Fortunately, there’s plenty you can do to prevent problems. Brush twice a day. Floss once a day. And rinse with an antiseptic mouthwash daily. Keeping good sugar control plus visiting your dentist every 6 months helps reduce your risk of dental problems. Contact them if you notice any signs of disease, like gums that become red, swollen, or bleed easily.
They’re a serious concern among older adults. Low vision, certain medicines, balance problems, and more can cause you to take a tumble. Diabetes also puts you at risk for falls. It can damage nerves in your feet, a condition called peripheral neuropathy. It can cause pain, tingling, sensitivity, “pins and needles,” or numbness in your feet. This can make it hard to sense where your feet are, which can cause you to easily trip or fall.
Regular doctor visits can keep you standing tall. They’ll check your feet every time. If you notice any signs of peripheral neuropathy or any issues with your feet, be sure to let them know right away.
Be on the lookout for problems in the bedroom. When you have diabetes, they may start earlier or become more severe than with other folks. The disease can damage nerves or blood vessels that affect your sexual organs.
Men often have problems like:
- Erectile dysfunction -- trouble getting or keeping an erection
- Retrograde ejaculation -- semen goes into the bladder instead of out your penis
Women may notice:
- Decreased vaginal lubrication, or vaginal dryness
- Discomfort or pain during sex
- Less desire for sex
- Trouble getting or staying aroused
- Less sensation during sex
- Inability to have an orgasm
If you have changes in your sexual function or arousal, let your doctor know. It may feel weird to talk about it, but these problems are common and treatable. They range from medicines and lubricants to counseling and exercises that strengthen muscles used during sex.
Flu and Pneumonia
Diabetes boosts your risk of serious complications if you get sick with the flu, especially if you’re over 65. That's because both diabetes and age weaken your immune system, making you less able to fight infections.
Possible flu complications include:
- Sinus infections
- Ear infections
In serious cases, complications can lead to hospitalization and even death.
The flu can also make diabetes worse by raising your blood sugar levels. It can also affect your appetite, and when you don’t eat enough your blood sugar plummets. If you come down with the flu, call the doctor. Antiviral medications used to treat the flu work best when given within 48 hours from when symptoms start.
The best way to stay well is to get a flu shot every year. They’re safe for people with diabetes. You should also get a pneumonia shot.

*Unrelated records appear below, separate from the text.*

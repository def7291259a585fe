//! Catalog domain module.
//!
//! Knowledge-hub articles, topic categories, and the search and feed
//! filters shared by the hub and the question board.

mod article;
mod category;
mod filters;

pub use article::Article;
pub use category::{BadgeStyle, CategoryIcon, Palette, TopicCategory};
pub use filters::{filter_articles, filter_questions, matches_search, QuestionFeed};
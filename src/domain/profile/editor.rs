//! Profile edit panel.
//!
//! `Viewing -> Editing -> Viewing`. Edits go to a working copy; `save`
//! commits it and `cancel` throws it away.

use serde::{Deserialize, Serialize};

use crate::domain::drafts::DraftError;
use crate::domain::foundation::StateMachine;

/// Whether the profile card is showing read-only details or the edit form.
#[derive(Debug, Clone, Copy, PartialEq, Eq, Default, Serialize, Deserialize)]
#[serde(rename_all = "lowercase")]
pub enum EditMode {
    #[default]
    Viewing,
    Editing,
}

impl StateMachine for EditMode {
    fn can_transition_to(&self, target: &Self) -> bool {
        use EditMode::*;
        matches!((self, target), (Viewing, Editing) | (Editing, Viewing))
    }

    fn valid_transitions(&self) -> Vec<Self> {
        match self {
            EditMode::Viewing => vec![EditMode::Editing],
            EditMode::Editing => vec![EditMode::Viewing],
        }
    }
}

/// Editable public profile fields.
#[derive(Debug, Clone, Default, PartialEq, Eq, Serialize, Deserialize)]
pub struct ProfileDetails {
    pub name: String,
    #[serde(default)]
    pub title: String,
    #[serde(default)]
    pub bio: String,
    #[serde(default)]
    pub location: String,
    #[serde(default)]
    pub website: String,
    #[serde(default)]
    pub specialties: Vec<String>,
}

impl ProfileDetails {
    pub fn new(name: impl Into<String>, title: impl Into<String>) -> Self {
        Self {
            name: name.into(),
            title: title.into(),
            ..Self::default()
        }
    }
}

/// Profile card state: saved details plus a working copy while editing.
#[derive(Debug, Clone, PartialEq, Eq, Serialize, Deserialize)]
pub struct ProfileEditor {
    mode: EditMode,
    saved: ProfileDetails,
    working: ProfileDetails,
}

impl ProfileEditor {
    pub fn new(saved: ProfileDetails) -> Self {
        Self {
            mode: EditMode::Viewing,
            working: saved.clone(),
            saved,
        }
    }

    pub fn mode(&self) -> EditMode {
        self.mode
    }

    pub fn is_editing(&self) -> bool {
        self.mode == EditMode::Editing
    }

    pub fn saved(&self) -> &ProfileDetails {
        &self.saved
    }

    /// What the card currently shows.
    pub fn displayed(&self) -> &ProfileDetails {
        match self.mode {
            EditMode::Viewing => &self.saved,
            EditMode::Editing => &self.working,
        }
    }

    /// Opens the edit form seeded from the saved details.
    pub fn begin_edit(&mut self) -> Result<(), DraftError> {
        self.mode = self.mode.transition_to(EditMode::Editing)?;
        self.working = self.saved.clone();
        Ok(())
    }

    pub fn set_name(&mut self, name: impl Into<String>) -> Result<(), DraftError> {
        self.working_mut()?.name = name.into();
        Ok(())
    }

    pub fn set_title(&mut self, title: impl Into<String>) -> Result<(), DraftError> {
        self.working_mut()?.title = title.into();
        Ok(())
    }

    pub fn set_bio(&mut self, bio: impl Into<String>) -> Result<(), DraftError> {
        self.working_mut()?.bio = bio.into();
        Ok(())
    }

    pub fn set_location(&mut self, location: impl Into<String>) -> Result<(), DraftError> {
        self.working_mut()?.location = location.into();
        Ok(())
    }

    pub fn set_website(&mut self, website: impl Into<String>) -> Result<(), DraftError> {
        self.working_mut()?.website = website.into();
        Ok(())
    }

    pub fn set_specialties(&mut self, specialties: Vec<String>) -> Result<(), DraftError> {
        self.working_mut()?.specialties = specialties
            .into_iter()
            .map(|s| s.trim().to_string())
            .filter(|s| !s.is_empty())
            .collect();
        Ok(())
    }

    /// Commits the working copy and returns to viewing.
    ///
    /// # Errors
    ///
    /// - `NotOpen` if not editing
    /// - `EmptyField("name")` if the name is blank; the form stays open
    pub fn save(&mut self) -> Result<&ProfileDetails, DraftError> {
        if !self.is_editing() {
            return Err(DraftError::NotOpen);
        }
        if self.working.name.trim().is_empty() {
            return Err(DraftError::EmptyField("name"));
        }

        self.mode = self.mode.transition_to(EditMode::Viewing)?;
        self.working.name = self.working.name.trim().to_string();
        self.saved = self.working.clone();
        Ok(&self.saved)
    }

    /// Discards the working copy and returns to viewing.
    pub fn cancel(&mut self) -> Result<(), DraftError> {
        self.mode = self.mode.transition_to(EditMode::Viewing)?;
        self.working = self.saved.clone();
        Ok(())
    }

    fn working_mut(&mut self) -> Result<&mut ProfileDetails, DraftError> {
        if !self.is_editing() {
            return Err(DraftError::NotOpen);
        }
        Ok(&mut self.working)
    }
}
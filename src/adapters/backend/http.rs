//! HTTP community backend.
//!
//! JSON over HTTP against the community service.
//!
//! ```ignore
//! let config = HttpBackendConfig::new("https://api.aquaveda.org")
//!     .with_api_token(token)
//!     .with_max_retries(2);
//! let backend = HttpCommunityBackend::new(config)?;
//! ```
//!
//! # Routes
//!
//! | Operation | Route |
//! |-----------|-------|
//! | vote | `POST /v1/votes` |
//! | follow / unfollow | `PUT` / `DELETE /v1/questions/{id}/follow` |
//! | accept / withdraw | `PUT` / `DELETE /v1/questions/{id}/accepted-answer/{answer_id}` |
//! | comment | `POST /v1/answers/{id}/comments` |
//! | ask | `POST /v1/questions` |
//!
//! Retryable failures (network, timeout, 429, 5xx) are retried with
//! exponential backoff starting at `retry_base_delay`.

use async_trait::async_trait;
use reqwest::{Client, Method, Response, StatusCode};
use secrecy::{ExposeSecret, Secret};
use serde::de::DeserializeOwned;
use serde::{Deserialize, Serialize};
use std::time::Duration;
use tokio::time::sleep;

use crate::domain::drafts::QuestionSubmission;
use crate::domain::foundation::{AnswerId, QuestionId, UserId};
use crate::domain::qna::{Author, Privacy, Question};
use crate::domain::voting::{UserVote, VotableItem};
use crate::ports::{BackendError, CommunityBackend};

/// Retry-after used when a 429 carries no usable header.
const DEFAULT_RETRY_AFTER_SECS: u32 = 30;

/// Configuration for the HTTP backend.
#[derive(Debug, Clone)]
pub struct HttpBackendConfig {
    /// Service root, without trailing slash.
    pub base_url: String,
    /// Bearer token, if the service requires one.
    api_token: Option<Secret<String>>,
    /// Per-request timeout.
    pub timeout: Duration,
    /// Maximum retries on transient failures.
    pub max_retries: u32,
    /// Delay before the first retry; doubles on each further retry.
    pub retry_base_delay: Duration,
}

impl HttpBackendConfig {
    pub fn new(base_url: impl Into<String>) -> Self {
        Self {
            base_url: base_url.into().trim_end_matches('/').to_string(),
            api_token: None,
            timeout: Duration::from_secs(10),
            max_retries: 3,
            retry_base_delay: Duration::from_millis(250),
        }
    }

    pub fn with_api_token(mut self, token: Secret<String>) -> Self {
        self.api_token = Some(token);
        self
    }

    pub fn with_timeout(mut self, timeout: Duration) -> Self {
        self.timeout = timeout;
        self
    }

    pub fn with_max_retries(mut self, max_retries: u32) -> Self {
        self.max_retries = max_retries;
        self
    }

    pub fn with_retry_base_delay(mut self, delay: Duration) -> Self {
        self.retry_base_delay = delay;
        self
    }

    fn api_token(&self) -> Option<&str> {
        self.api_token.as_ref().map(|t| t.expose_secret().as_str())
    }
}

// ─────────────────────────────────────────────────────────────────────────────
// Wire types
// ─────────────────────────────────────────────────────────────────────────────

#[derive(Debug, Serialize)]
struct VoteRequest {
    item: VotableItem,
    vote: UserVote,
}

#[derive(Debug, Deserialize)]
struct VoteResponse {
    vote_count: i64,
}

#[derive(Debug, Deserialize)]
struct FollowResponse {
    follower_count: u32,
}

#[derive(Debug, Serialize)]
struct CommentRequest<'a> {
    text: &'a str,
}

#[derive(Debug, Deserialize)]
struct CommentResponse {
    comment_count: u32,
}

#[derive(Debug, Serialize)]
struct NewQuestionRequest<'a> {
    title: String,
    description: String,
    tags: Vec<String>,
    privacy: Privacy,
    author_id: &'a UserId,
    author: &'a Author,
}

// ─────────────────────────────────────────────────────────────────────────────
// Adapter
// ─────────────────────────────────────────────────────────────────────────────

/// Community backend reached over HTTP.
pub struct HttpCommunityBackend {
    config: HttpBackendConfig,
    client: Client,
}

impl HttpCommunityBackend {
    /// # Errors
    ///
    /// - `Network` if the HTTP client cannot be built
    pub fn new(config: HttpBackendConfig) -> Result<Self, BackendError> {
        let client = Client::builder()
            .timeout(config.timeout)
            .build()
            .map_err(|e| BackendError::network(format!("failed to build HTTP client: {}", e)))?;

        Ok(Self { config, client })
    }

    fn url(&self, path: &str) -> String {
        format!("{}{}", self.config.base_url, path)
    }

    /// Delay before retry number `attempt` (0-based).
    fn backoff_delay(&self, attempt: u32) -> Duration {
        self.config
            .retry_base_delay
            .saturating_mul(1u32 << attempt.min(16))
    }

    async fn send_once(
        &self,
        method: &Method,
        path: &str,
        body: Option<&serde_json::Value>,
    ) -> Result<Response, BackendError> {
        let mut request = self.client.request(method.clone(), self.url(path));
        if let Some(token) = self.config.api_token() {
            request = request.bearer_auth(token);
        }
        if let Some(body) = body {
            request = request.json(body);
        }

        let response = request.send().await.map_err(|e| {
            if e.is_timeout() {
                BackendError::timeout(self.config.timeout.as_secs())
            } else if e.is_connect() {
                BackendError::network(format!("connection failed: {}", e))
            } else {
                BackendError::network(e.to_string())
            }
        })?;

        let status = response.status();
        if status.is_success() {
            return Ok(response);
        }

        let retry_after = response
            .headers()
            .get(reqwest::header::RETRY_AFTER)
            .and_then(|v| v.to_str().ok())
            .and_then(|v| v.trim().parse::<u32>().ok());
        let body = response.text().await.unwrap_or_default();
        Err(status_error(status, &body, retry_after))
    }

    async fn send(
        &self,
        method: Method,
        path: &str,
        body: Option<serde_json::Value>,
    ) -> Result<Response, BackendError> {
        let mut attempt = 0;
        loop {
            match self.send_once(&method, path, body.as_ref()).await {
                Ok(response) => return Ok(response),
                Err(err) if err.is_retryable() && attempt < self.config.max_retries => {
                    let delay = self.backoff_delay(attempt);
                    tracing::warn!(
                        %method,
                        path,
                        attempt = attempt + 1,
                        delay_ms = delay.as_millis() as u64,
                        error = %err,
                        "retrying community backend request"
                    );
                    sleep(delay).await;
                    attempt += 1;
                }
                Err(err) => {
                    tracing::error!(%method, path, error = %err, "community backend request failed");
                    return Err(err);
                }
            }
        }
    }

    async fn send_json<T: DeserializeOwned>(
        &self,
        method: Method,
        path: &str,
        body: Option<serde_json::Value>,
    ) -> Result<T, BackendError> {
        let response = self.send(method, path, body).await?;
        response
            .json::<T>()
            .await
            .map_err(|e| BackendError::parse(e.to_string()))
    }
}

fn to_body<T: Serialize>(value: &T) -> Result<serde_json::Value, BackendError> {
    serde_json::to_value(value).map_err(|e| BackendError::parse(e.to_string()))
}

/// Maps a non-success status to a backend error.
fn status_error(status: StatusCode, body: &str, retry_after: Option<u32>) -> BackendError {
    let detail = if body.is_empty() {
        status.to_string()
    } else {
        format!("{}: {}", status, body)
    };

    match status.as_u16() {
        401 | 403 => BackendError::permission_denied(detail),
        404 => BackendError::not_found(detail),
        409 => BackendError::conflict(detail),
        400 | 422 => BackendError::validation(detail),
        429 => BackendError::rate_limited(retry_after.unwrap_or(DEFAULT_RETRY_AFTER_SECS)),
        500..=599 => BackendError::unavailable(detail),
        _ => BackendError::network(format!("unexpected status {}", detail)),
    }
}

#[async_trait]
impl CommunityBackend for HttpCommunityBackend {
    async fn submit_vote(&self, item: VotableItem, vote: UserVote) -> Result<i64, BackendError> {
        let body = to_body(&VoteRequest { item, vote })?;
        let response: VoteResponse = self.send_json(Method::POST, "/v1/votes", Some(body)).await?;
        Ok(response.vote_count)
    }

    async fn submit_follow(
        &self,
        question_id: QuestionId,
        follow: bool,
    ) -> Result<u32, BackendError> {
        let method = if follow { Method::PUT } else { Method::DELETE };
        let path = format!("/v1/questions/{}/follow", question_id);
        let response: FollowResponse = self.send_json(method, &path, None).await?;
        Ok(response.follower_count)
    }

    async fn submit_accepted_answer(
        &self,
        question_id: QuestionId,
        answer_id: AnswerId,
    ) -> Result<(), BackendError> {
        let path = format!("/v1/questions/{}/accepted-answer/{}", question_id, answer_id);
        self.send(Method::PUT, &path, None).await?;
        Ok(())
    }

    async fn withdraw_accepted_answer(
        &self,
        question_id: QuestionId,
        answer_id: AnswerId,
    ) -> Result<(), BackendError> {
        let path = format!("/v1/questions/{}/accepted-answer/{}", question_id, answer_id);
        self.send(Method::DELETE, &path, None).await?;
        Ok(())
    }

    async fn submit_comment(&self, answer_id: AnswerId, text: &str) -> Result<u32, BackendError> {
        let path = format!("/v1/answers/{}/comments", answer_id);
        let body = to_body(&CommentRequest { text })?;
        let response: CommentResponse = self.send_json(Method::POST, &path, Some(body)).await?;
        Ok(response.comment_count)
    }

    async fn submit_new_question(
        &self,
        submission: QuestionSubmission,
        author_id: &UserId,
        author: &Author,
    ) -> Result<Question, BackendError> {
        let body = to_body(&NewQuestionRequest {
            title: submission.title,
            description: submission.description,
            tags: submission.tags,
            privacy: submission.privacy,
            author_id,
            author,
        })?;
        self.send_json(Method::POST, "/v1/questions", Some(body)).await
    }
}
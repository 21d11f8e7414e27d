//! Error types for the change parser.

/// Result type for parser operations
pub type Result<T> = std::result::Result<T, ParseError>;

/// Errors that can occur while parsing a commit.
///
/// Every variant is fatal to the current parse; retries belong to the
/// outer job queue, not here.
#[derive(Debug, thiserror::Error)]
pub enum ParseError {
    /// `svn` exited non-zero.
    #[error("svn exited with status {status}: {stderr}")]
    Exec { status: i32, stderr: String },

    /// SVN produced XML we do not understand.
    #[error("unexpected svn output: {0}")]
    Protocol(String),

    #[error("database error: {0}")]
    Db(#[from] rusqlite::Error),

    /// The parse was cancelled between subprocess invocations.
    #[error("parse cancelled")]
    Cancelled,

    #[error("I/O error: {0}")]
    Io(#[from] std::io::Error),
}
//! svnscribe core library
//!
//! Reconstructs the full per-path effect set of a single SVN revision:
//! - SVN subprocess invocation (`svn log` / `svn ls` / `svn ls -R`)
//! - XML decoding of the three client output shapes
//! - File-kind resolution against prior revisions with positional batch
//!   binding
//! - Effect resolution (moves, copies, multicopy, directory expansion,
//!   parent closure)
//! - SQLite persistence of the path-change log and filesystem delta

pub mod change;
pub mod error;
pub mod invoker;
pub mod kinds;
pub mod listing;
pub mod parser;
pub mod paths;
pub mod resolver;
pub mod store;
pub mod writer;
pub mod xml;

pub use change::{
    ChangeKind, Effect, FileKind, LogEntry, Lookup, PathAction, RawPath, RepoSpec,
};
pub use error::{ParseError, Result};
pub use invoker::{CancelFlag, RunOutput, SvnCli, SvnInvoker, SvnRun};
pub use kinds::{FileKindResolver, LS_BATCH_LIMIT};
pub use listing::RecursiveLister;
pub use parser::{ChangeParser, ParseOutcome};
pub use resolver::EffectResolver;
pub use store::{FilesystemRow, PathChangeRow, SqliteStore};
pub use writer::{ChangeWriter, WriteSummary, INSERT_BATCH_LIMIT};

Dementia & Alzheimer’s Disease
These are also linked to both aging and diabetes. High blood sugar can affect many organs, including your brain. Over time, Alzheimer’s disease can impact your memory, ability to learn, reason, use good judgment, and do your normal daily tasks. Doctors still have a lot to learn about the connection, but the best way to reduce your odds of getting it is to keep your diabetes under control.